The AirNav Radar app is available for both Android on the Google Play Store & iOS on the App Store.

=== Fleet Tracker & Airport View ===
The AirNav Radar Fleet Tracker is tracking solution designed for fleet managers & owners to monitor and better manage their fleet of aircraft. In addition to viewing all active flights and statuses, fleet managers can view flight history for up to 365 days. Advanced aircraft statistics of a fleet such as total flight hours, average flight duration etc. can also be accessed.

The Airport View tool displays the live inbound (arrivals) and outbound flight traffic (departures) of a single airport within a single window. It is an excellent secondary tracking resource for Air Traffic Controllers and plane spotters. Airport View also displays the prevailing weather conditions at an airport. Weather conditions such as wind speed & direction, visibility, pressure, and cloud base can be viewed.

=== Heatmaps & Movement Statistics ===
Movement Statistics display the total aircraft traffic (arrivals & departures) at a particular airport for each day for up to 31 days.

Airport Heat Maps display the frequency of flights to different airports or cities from a particular originating airport.

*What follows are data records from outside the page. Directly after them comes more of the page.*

impl Socket {
    pub fn create(kind: SimpleType) -> Result<Socket> {
        Ok(Socket {
            kind,
            state: Cell::new(SocketState::Unopen),
            io: RefCell::new(IoHandle::None),
            local_cache: RefCell::new(None),
            peer_cache: RefCell::new(None),
            read_timeout_ms: Cell::new(-1),
            write_timeout_ms: Cell::new(-1),
            reader: Cell::new(None),
            writer: Cell::new(None),
        })
    }

    pub fn kind(&self) -> SimpleType {
        self.kind
    }

    pub fn set_read_timeout(&self, ms: i64) {
        self.read_timeout_ms.set(ms);
    }

    pub fn set_write_timeout(&self, ms: i64) {
        self.write_timeout_ms.set(ms);
    }

    fn socket2(&self) -> socket2::Socket {
        let fd = self.io.borrow().raw_fd();
        unsafe { socket2::Socket::from_raw_fd(fd) }
    }

    /// Binds to `addr`. `reuseaddr`/`reuseport` select `SO_REUSEADDR`/
    /// `SO_REUSEPORT` before the socket binds.
    pub fn bind(&self, addr: &str, reuseaddr: bool, reuseport: bool) -> Result<()> {
        if self.state.get() != SocketState::Unopen {
            return Err(Error::new(Code::Emisuse, "bind on a socket that is already open"));
        }
        match self.kind {
            SimpleType::Tcp => {
                let parsed: SocketAddr = addr.parse().map_err(|_| Error::new(Code::Einval, "invalid TCP bind address"))?;
                let socket = socket2::Socket::new(
                    socket2::Domain::for_address(parsed),
                    socket2::Type::STREAM,
                    Some(socket2::Protocol::TCP),
                )
                .map_err(|e| Error::new(Code::Eio, format!("socket() failed: {}", e)))?;
                socket.set_reuse_address(reuseaddr).ok();
                #[cfg(unix)]
                socket.set_reuse_port(reuseport).ok();
                let _ = reuseport;
                socket
                    .bind(&parsed.into())
                    .map_err(|e| Error::new(Code::from_errno(e.raw_os_error().unwrap_or(0)), format!("bind() failed: {}", e)))?;
                socket.set_nonblocking(true).ok();
                let std_listener: std::net::TcpListener = socket.into();
                *self.io.borrow_mut() = IoHandle::TcpListener(TcpListener::from_std(std_listener));
            }
            SimpleType::Udp => {
                let parsed: SocketAddr = addr.parse().map_err(|_| Error::new(Code::Einval, "invalid UDP bind address"))?;
                let socket = UdpSocket::bind(parsed).map_err(|e| Error::new(Code::Eio, format!("UDP bind() failed: {}", e)))?;
                *self.io.borrow_mut() = IoHandle::Udp(socket);
            }
            SimpleType::Pipe | SimpleType::Udg => {
                let path = Path::new(addr);
                let _ = std::fs::remove_file(path);
                let listener = mio::net::UnixListener::bind(path).map_err(|e| Error::new(Code::Eio, format!("unix bind() failed: {}", e)))?;
                *self.io.borrow_mut() = IoHandle::UnixListener(listener);
            }
            SimpleType::Tty => return Err(Error::new(Code::Enotsup, "bind() is not meaningful for a TTY socket")),
        }
        self.state.set(SocketState::Open);
        self.local_cache.replace(None);
        Ok(())
    }

    pub fn listen(&self, _backlog: i32) -> Result<()> {
        if self.state.get() != SocketState::Open {
            return Err(Error::new(Code::Einval, "listen() requires a bound, unopened-for-listen socket"));
        }
        self.state.set(SocketState::Listening);
        Ok(())
    }

    pub fn accept(&self, timeout_ms: i64) -> Result<Socket> {
        if self.state.get() != SocketState::Listening {
            return Err(Error::new(Code::Einval, "accept() requires a listening socket"));
        }
        loop {
            let accepted = match &mut *self.io.borrow_mut() {
                IoHandle::TcpListener(listener) => listener.accept().map(|(stream, addr)| (IoHandle::TcpStream(stream), Address::Ip(addr))),
                IoHandle::UnixListener(listener) => listener.accept().map(|(stream, _)| (IoHandle::UnixStream(stream), Address::None)),
                _ => return Err(Error::new(Code::Einval, "accept() on a non-listening-capable socket")),
            };
            match accepted {
                Ok((io, peer)) => {
                    return Ok(Socket {
                        kind: self.kind,
                        state: Cell::new(SocketState::Established),
                        io: RefCell::new(io),
                        local_cache: RefCell::new(None),
                        peer_cache: RefCell::new(Some(peer)),
                        read_timeout_ms: Cell::new(-1),
                        write_timeout_ms: Cell::new(-1),
                        reader: Cell::new(None),
                        writer: Cell::new(None),
                    });
                }
                Err(e) if e.kind() == io::ErrorKind::WouldBlock => {
                    self.suspend_for(Interest::READABLE, Timeout::from_millis(timeout_ms))?;
                }
                Err(e) => return Err(Error::new(Code::from_errno(e.raw_os_error().unwrap_or(0)), format!("accept() failed: {}", e))),
            }
        }
    }

    pub fn connect(&self, host: &str, port: u16, timeout_ms: i64) -> Result<()> {
        if self.state.get() != SocketState::Unopen {
            return Err(Error::new(Code::Emisuse, "connect() on an already-open socket"));
        }
        let addrs = (host, port)
            .to_socket_addrs()
            .map_err(|e| Error::new(Code::EaiNoname, format!("DNS resolution for {} failed: {}", host, e)))?
            .collect::<Vec<_>>();
        let addr = *addrs.first().ok_or_else(|| Error::new(Code::EaiNoname, "no addresses resolved"))?;

        match self.kind {
            SimpleType::Tcp => {
                let stream = TcpStream::connect(addr).map_err(|e| Error::new(Code::Eio, format!("connect() failed: {}", e)))?;
                *self.io.borrow_mut() = IoHandle::TcpStream(stream);
            }
            _ => return Err(Error::new(Code::Enotsup, "connect() is only implemented for TCP")),
        }
        self.state.set(SocketState::Open);
        self.suspend_for(Interest::WRITABLE, Timeout::from_millis(timeout_ms))?;

        if let IoHandle::TcpStream(stream) = &*self.io.borrow() {
            if let Err(e) = stream.take_error() {
                return Err(Error::new(Code::Econnrefused, format!("connect() failed: {}", e)));
            }
        }
        self.state.set(SocketState::Established);
        self.peer_cache.replace(Some(Address::Ip(addr)));
        Ok(())
    }

    fn suspend_for(&self, interest: Interest, timeout: Timeout) -> Result<()> {
        let token = self.io.borrow_mut().register(interest)?;
        let result = event::suspend_with_timeout(timeout);
        self.io.borrow_mut().deregister(token);
        result.map(|_| ())
    }

    /// Reads into `buf`. Returns `0` on stream EOF.
    pub fn read(&self, buf: &mut [u8]) -> Result<usize> {
        self.lock_reader()?;
        let result = self.read_inner(buf);
        self.reader.set(None);
        result
    }

    fn read_inner(&self, buf: &mut [u8]) -> Result<usize> {
        let timeout = Timeout::from_millis(self.read_timeout_ms.get());
        loop {
            let attempt = match &mut *self.io.borrow_mut() {
                IoHandle::TcpStream(s) => s.read(buf),
                IoHandle::UnixStream(s) => s.read(buf),
                IoHandle::Udp(_) => return Err(Error::new(Code::Einval, "use recv_from() on a datagram socket")),
                _ => return Err(Error::new(Code::Ebadf, "read() on an unopened/closed socket")),
            };
            match attempt {
                Ok(n) => return Ok(n),
                Err(e) if e.kind() == io::ErrorKind::WouldBlock => self.suspend_for(Interest::READABLE, timeout)?,
                Err(e) => return Err(Error::new(Code::Econnreset, format!("read() failed: {}", e))),
            }
        }
    }

    /// Writes all of `buf`, or returns an error — never a short write.
    pub fn write(&self, buf: &[u8]) -> Result<()> {
        self.lock_writer()?;
        let result = self.write_inner(buf);
        self.writer.set(None);
        result
    }

    fn write_inner(&self, buf: &[u8]) -> Result<()> {
        let timeout = Timeout::from_millis(self.write_timeout_ms.get());
        let mut written = 0;
        while written < buf.len() {
            let attempt = match &mut *self.io.borrow_mut() {
                IoHandle::TcpStream(s) => s.write(&buf[written..]),
                IoHandle::UnixStream(s) => s.write(&buf[written..]),
                IoHandle::Udp(_) => return Err(Error::new(Code::Einval, "use send_to() on a datagram socket")),
                _ => return Err(Error::new(Code::Ebadf, "write() on an unopened/closed socket")),
            };
            match attempt {
                Ok(n) => written += n,
                Err(e) if e.kind() == io::ErrorKind::WouldBlock => self.suspend_for(Interest::WRITABLE, timeout)?,
                Err(e) if e.kind() == io::ErrorKind::BrokenPipe => return Err(Error::new(Code::Epipe, "write() failed: broken pipe")),
                Err(e) => return Err(Error::new(Code::Eio, format!("write() failed: {}", e))),
            }
        }
        Ok(())
    }

    pub fn recv_from(&self, buf: &mut [u8]) -> Result<(usize, Address)> {
        let timeout = Timeout::from_millis(self.read_timeout_ms.get());
        loop {
            let attempt = match &*self.io.borrow() {
                IoHandle::Udp(s) => s.recv_from(buf),
                _ => return Err(Error::new(Code::Einval, "recv_from() requires a datagram socket")),
            };
            match attempt {
                Ok((n, addr)) => return Ok((n, Address::Ip(addr))),
                Err(e) if e.kind() == io::ErrorKind::WouldBlock => self.suspend_for(Interest::READABLE, timeout)?,
                Err(e) => return Err(Error::new(Code::Eio, format!("recv_from() failed: {}", e))),
            }
        }
    }

    pub fn send_to(&self, buf: &[u8], addr: SocketAddr) -> Result<usize> {
        let timeout = Timeout::from_millis(self.write_timeout_ms.get());
        loop {
            let attempt = match &*self.io.borrow() {
                IoHandle::Udp(s) => s.send_to(buf, addr),
                _ => return Err(Error::new(Code::Einval, "send_to() requires a datagram socket")),
            };
            match attempt {
                Ok(n) => return Ok(n),
                Err(e) if e.kind() == io::ErrorKind::WouldBlock => self.suspend_for(Interest::WRITABLE, timeout)?,
                Err(e) => return Err(Error::new(Code::Eio, format!("send_to() failed: {}", e))),
            }
        }
    }

    fn lock_reader(&self) -> Result<()> {
        if self.reader.get().is_some() {
            return Err(Error::new(Code::Elocked, "a second coroutine is already reading this socket"));
        }
        self.reader.set(Some(coroutine::current()));
        Ok(())
    }

    fn lock_writer(&self) -> Result<()> {
        if self.writer.get().is_some() {
            return Err(Error::new(Code::Elocked, "a second coroutine is already writing this socket"));
        }
        self.writer.set(Some(coroutine::current()));
        Ok(())
    }

    /// Non-suspending liveness check.
    pub fn check_liveness(&self) -> bool {
        matches!(self.state.get(), SocketState::Open | SocketState::Listening | SocketState::Established)
    }

    /// Closes the socket. Every coroutine suspended in an op on this
    /// socket resumes with `ECANCELED`, not `EBADF`.
    pub fn close(&self) {
        self.state.set(SocketState::Closed);
        if let Some(id) = self.reader.take() {
            let _ = coroutine::resume(id, Code::Ecanceled as usize);
        }
        if let Some(id) = self.writer.take() {
            let _ = coroutine::resume(id, Code::Ecanceled as usize);
        }
        *self.io.borrow_mut() = IoHandle::None;
    }

    pub fn local_addr(&self) -> Result<Address> {
        if let Some(cached) = self.local_cache.borrow().clone() {
            return Ok(cached);
        }
        let addr = match &*self.io.borrow() {
            IoHandle::TcpListener(s) => Address::Ip(s.local_addr().map_err(|e| Error::new(Code::Eio, e.to_string()))?),
            IoHandle::TcpStream(s) => Address::Ip(s.local_addr().map_err(|e| Error::new(Code::Eio, e.to_string()))?),
            IoHandle::Udp(s) => Address::Ip(s.local_addr().map_err(|e| Error::new(Code::Eio, e.to_string()))?),
            _ => Address::None,
        };
        self.local_cache.replace(Some(addr.clone()));
        Ok(addr)
    }

    pub fn peer_addr(&self) -> Result<Address> {
        if let Some(cached) = self.peer_cache.borrow().clone() {
            return Ok(cached);
        }
        let addr = match &*self.io.borrow() {
            IoHandle::TcpStream(s) => Address::Ip(s.peer_addr().map_err(|e| Error::new(Code::Eio, e.to_string()))?),
            _ => Address::None,
        };
        self.peer_cache.replace(Some(addr.clone()));
        Ok(addr)
    }

    /// Setting `size == 0` requests a sensible default: one page.
    pub fn set_recv_buffer_size(&self, size: usize) -> Result<()> {
        let size = if size == 0 { page_size() } else { size };
        self.socket2_op(|s| s.set_recv_buffer_size(size))
    }

    pub fn set_send_buffer_size(&self, size: usize) -> Result<()> {
        let size = if size == 0 { page_size() } else { size };
        self.socket2_op(|s| s.set_send_buffer_size(size))
    }

    pub fn set_nodelay(&self, enabled: bool) -> Result<()> {
        self.socket2_op(|s| s.set_tcp_nodelay(enabled))
    }

    pub fn set_keepalive(&self, enabled: bool) -> Result<()> {
        self.socket2_op(|s| s.set_keepalive(enabled))
    }

    fn socket2_op(&self, f: impl FnOnce(&socket2::Socket) -> io::Result<()>) -> Result<()> {
        let owned = self.socket2();
        let result = f(&owned);
        std::mem::forget(owned);
        result.map_err(|e| Error::new(Code::from_errno(e.raw_os_error().unwrap_or(0)), format!("setsockopt failed: {}", e)))
    }
}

The AirNav Radar real-time statistics page contains a large volume of flight data from flights tracked daily. The stats shown on this page currently display data for the past 6 months. This data can be filtered by Commercial Airlines, Business Jets, Commercial Airports, Business Operators, and by Route and can be downloaded in CSV format for free, non-commercial use.

== Flight Data API's ==

=== On-Demand API (ODAPI) ===
The On Demand API is AirNav Radar's credit-per-query API solution that allows client applications access to both real-time and historical flight data on an as-needed basis. This data is aggregated and delivered by AirNav's ground and satellite-based ADS-B network. Real-time data is sent via a secure TCP web socket connection, while historic flight tracking data is made available via a download link.

=== Firehose API ===
Firehose API is AirNav Radar's enterprise level, data stream API solution that includes over 70 data fields such as Flight Number, Call sign, Speed, Altitude, Registration, Scheduled and Actual Departure / Arrival Times, among other data fields. This data is available in JSON, XML and CSV formats.